**Activity**
Every entry, from the first line to the last, should be output exactly.

**Provided data**
################
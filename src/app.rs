use eframe::egui;

use crate::state::AppState;
use crate::ui::{panels, plot};

// ---------------------------------------------------------------------------
// eframe App implementation
// ---------------------------------------------------------------------------

pub struct RustyRocketApp {
    pub state: AppState,
}

impl RustyRocketApp {
    pub fn new(state: AppState) -> Self {
        Self { state }
    }
}

impl eframe::App for RustyRocketApp {
    fn update(&mut self, ctx: &egui::Context, _frame: &mut eframe::Frame) {
        // ---- Top panel: title bar ----
        egui::TopBottomPanel::top("top_bar").show(ctx, |ui| {
            panels::top_bar(ui, &self.state);
        });

        // ---- Left side panel: controls ----
        egui::SidePanel::left("control_panel")
            .default_width(230.0)
            .resizable(true)
            .show(ctx, |ui| {
                panels::control_panel(ui, &mut self.state);
            });

        // ---- Central panel: pie over scatter ----
        egui::CentralPanel::default().show(ctx, |ui| {
            // Split the height between the charts, leaving room for the pie
            // title and the separator.
            let chart_height = ((ui.available_height() - 48.0) / 2.0).max(100.0);
            plot::success_pie_chart(ui, &self.state, chart_height);
            ui.separator();
            plot::payload_scatter_chart(ui, &self.state, chart_height);
        });
    }
}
################
**Result**
filename src/app.rs
use eframe::egui;

use crate::state::AppState;
use crate::ui::{panels, plot};

// ---------------------------------------------------------------------------
// eframe App implementation
// ---------------------------------------------------------------------------

pub struct RustyRocketApp {
    pub state: AppState,
}

impl RustyRocketApp {
    pub fn new(state: AppState) -> Self {
        Self { state }
    }
}

impl eframe::App for RustyRocketApp {
    fn update(&mut self, ctx: &egui::Context, _frame: &mut eframe::Frame) {
        // ---- Top panel: title bar ----
        egui::TopBottomPanel::top("top_bar").show(ctx, |ui| {
            panels::top_bar(ui, &self.state);
        });

        // ---- Left side panel: controls ----
        egui::SidePanel::left("control_panel")
            .default_width(230.0)
            .resizable(true)
            .show(ctx, |ui| {
                panels::control_panel(ui, &mut self.state);
            });

        // ---- Central panel: pie over scatter ----
        egui::CentralPanel::default().show(ctx, |ui| {
            // Split the height between the charts, leaving room for the pie
            // title and the separator.
            let chart_height = ((ui.available_height() - 48.0) / 2.0).max(100.0);
            plot::success_pie_chart(ui, &self.state, chart_height);
            ui.separator();
            plot::payload_scatter_chart(ui, &self.state, chart_height);
        });
    }
}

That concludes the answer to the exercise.